▶ [Available records]
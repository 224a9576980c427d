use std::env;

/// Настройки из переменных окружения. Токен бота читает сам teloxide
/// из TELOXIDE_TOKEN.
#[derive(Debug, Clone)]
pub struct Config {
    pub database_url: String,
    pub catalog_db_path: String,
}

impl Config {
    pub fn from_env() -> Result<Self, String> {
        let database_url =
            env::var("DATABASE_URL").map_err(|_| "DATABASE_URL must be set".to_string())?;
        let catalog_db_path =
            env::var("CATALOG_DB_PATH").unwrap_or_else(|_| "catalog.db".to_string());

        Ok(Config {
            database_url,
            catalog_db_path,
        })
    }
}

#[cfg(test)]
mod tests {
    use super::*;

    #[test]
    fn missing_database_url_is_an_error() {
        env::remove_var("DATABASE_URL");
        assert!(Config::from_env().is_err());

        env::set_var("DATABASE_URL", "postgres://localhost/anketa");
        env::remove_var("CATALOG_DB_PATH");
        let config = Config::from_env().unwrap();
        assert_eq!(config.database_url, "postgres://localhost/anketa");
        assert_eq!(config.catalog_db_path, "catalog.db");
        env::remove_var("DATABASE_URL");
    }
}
---
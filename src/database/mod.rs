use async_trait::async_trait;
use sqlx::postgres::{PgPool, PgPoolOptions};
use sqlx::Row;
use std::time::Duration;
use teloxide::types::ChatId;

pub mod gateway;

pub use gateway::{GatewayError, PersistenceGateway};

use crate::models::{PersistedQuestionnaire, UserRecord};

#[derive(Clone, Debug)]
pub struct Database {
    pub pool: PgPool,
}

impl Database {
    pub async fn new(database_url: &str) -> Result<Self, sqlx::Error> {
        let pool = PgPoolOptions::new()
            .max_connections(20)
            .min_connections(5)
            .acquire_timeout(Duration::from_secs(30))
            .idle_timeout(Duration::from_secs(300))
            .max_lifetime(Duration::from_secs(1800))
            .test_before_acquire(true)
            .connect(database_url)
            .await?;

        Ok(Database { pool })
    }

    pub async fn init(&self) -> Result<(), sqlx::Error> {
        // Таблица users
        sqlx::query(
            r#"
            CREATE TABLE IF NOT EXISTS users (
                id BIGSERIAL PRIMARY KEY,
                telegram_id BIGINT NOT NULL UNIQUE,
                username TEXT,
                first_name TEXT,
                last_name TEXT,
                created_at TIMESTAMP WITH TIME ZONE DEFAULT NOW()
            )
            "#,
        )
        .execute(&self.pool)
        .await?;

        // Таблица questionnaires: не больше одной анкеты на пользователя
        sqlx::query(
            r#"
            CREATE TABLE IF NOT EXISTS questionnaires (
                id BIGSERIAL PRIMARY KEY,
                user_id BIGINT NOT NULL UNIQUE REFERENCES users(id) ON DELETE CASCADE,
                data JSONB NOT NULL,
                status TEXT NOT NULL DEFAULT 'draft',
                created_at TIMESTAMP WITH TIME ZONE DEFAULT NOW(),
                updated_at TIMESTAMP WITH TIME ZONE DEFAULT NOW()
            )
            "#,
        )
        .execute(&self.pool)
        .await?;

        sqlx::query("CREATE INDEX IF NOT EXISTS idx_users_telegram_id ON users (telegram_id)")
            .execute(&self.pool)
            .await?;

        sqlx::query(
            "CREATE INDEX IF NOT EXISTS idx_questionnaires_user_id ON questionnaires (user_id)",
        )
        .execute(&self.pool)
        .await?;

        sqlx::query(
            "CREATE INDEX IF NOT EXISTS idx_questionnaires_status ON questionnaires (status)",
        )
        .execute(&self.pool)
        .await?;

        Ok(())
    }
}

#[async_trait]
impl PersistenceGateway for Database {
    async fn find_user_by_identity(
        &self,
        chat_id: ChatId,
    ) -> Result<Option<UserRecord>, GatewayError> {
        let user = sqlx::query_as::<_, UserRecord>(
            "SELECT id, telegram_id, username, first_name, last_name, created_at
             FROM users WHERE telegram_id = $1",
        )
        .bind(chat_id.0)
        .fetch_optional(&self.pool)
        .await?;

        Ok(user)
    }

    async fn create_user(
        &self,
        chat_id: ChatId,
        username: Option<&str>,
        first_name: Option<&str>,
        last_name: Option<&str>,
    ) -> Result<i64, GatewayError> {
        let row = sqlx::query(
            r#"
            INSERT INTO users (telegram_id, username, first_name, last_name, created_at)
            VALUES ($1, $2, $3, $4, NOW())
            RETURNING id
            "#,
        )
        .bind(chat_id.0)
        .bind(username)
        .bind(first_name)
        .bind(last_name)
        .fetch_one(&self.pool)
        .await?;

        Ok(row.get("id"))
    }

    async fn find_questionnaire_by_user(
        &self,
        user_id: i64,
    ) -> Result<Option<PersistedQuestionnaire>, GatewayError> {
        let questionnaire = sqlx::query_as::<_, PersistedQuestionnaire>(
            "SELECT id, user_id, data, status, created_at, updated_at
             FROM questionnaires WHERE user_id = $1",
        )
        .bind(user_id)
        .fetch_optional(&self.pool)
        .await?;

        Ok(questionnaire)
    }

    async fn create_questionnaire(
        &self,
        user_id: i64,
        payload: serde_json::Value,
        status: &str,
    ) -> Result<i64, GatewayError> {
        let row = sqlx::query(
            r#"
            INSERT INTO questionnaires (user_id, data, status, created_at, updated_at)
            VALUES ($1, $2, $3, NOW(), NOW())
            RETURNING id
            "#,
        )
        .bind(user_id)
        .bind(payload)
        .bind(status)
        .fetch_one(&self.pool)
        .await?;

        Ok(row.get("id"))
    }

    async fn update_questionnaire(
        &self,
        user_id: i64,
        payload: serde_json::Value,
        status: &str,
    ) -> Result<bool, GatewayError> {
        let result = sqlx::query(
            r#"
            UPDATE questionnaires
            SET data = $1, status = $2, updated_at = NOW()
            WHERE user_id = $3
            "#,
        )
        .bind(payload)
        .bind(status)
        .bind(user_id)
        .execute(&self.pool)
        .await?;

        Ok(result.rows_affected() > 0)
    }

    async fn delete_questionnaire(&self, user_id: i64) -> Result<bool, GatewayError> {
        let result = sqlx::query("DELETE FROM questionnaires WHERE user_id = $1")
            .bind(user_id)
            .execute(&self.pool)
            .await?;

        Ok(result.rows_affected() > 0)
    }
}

▶ [Task directions] Please give only the number of lines in the listing that hold the word "TABLE".

▶ [Response to the task] 2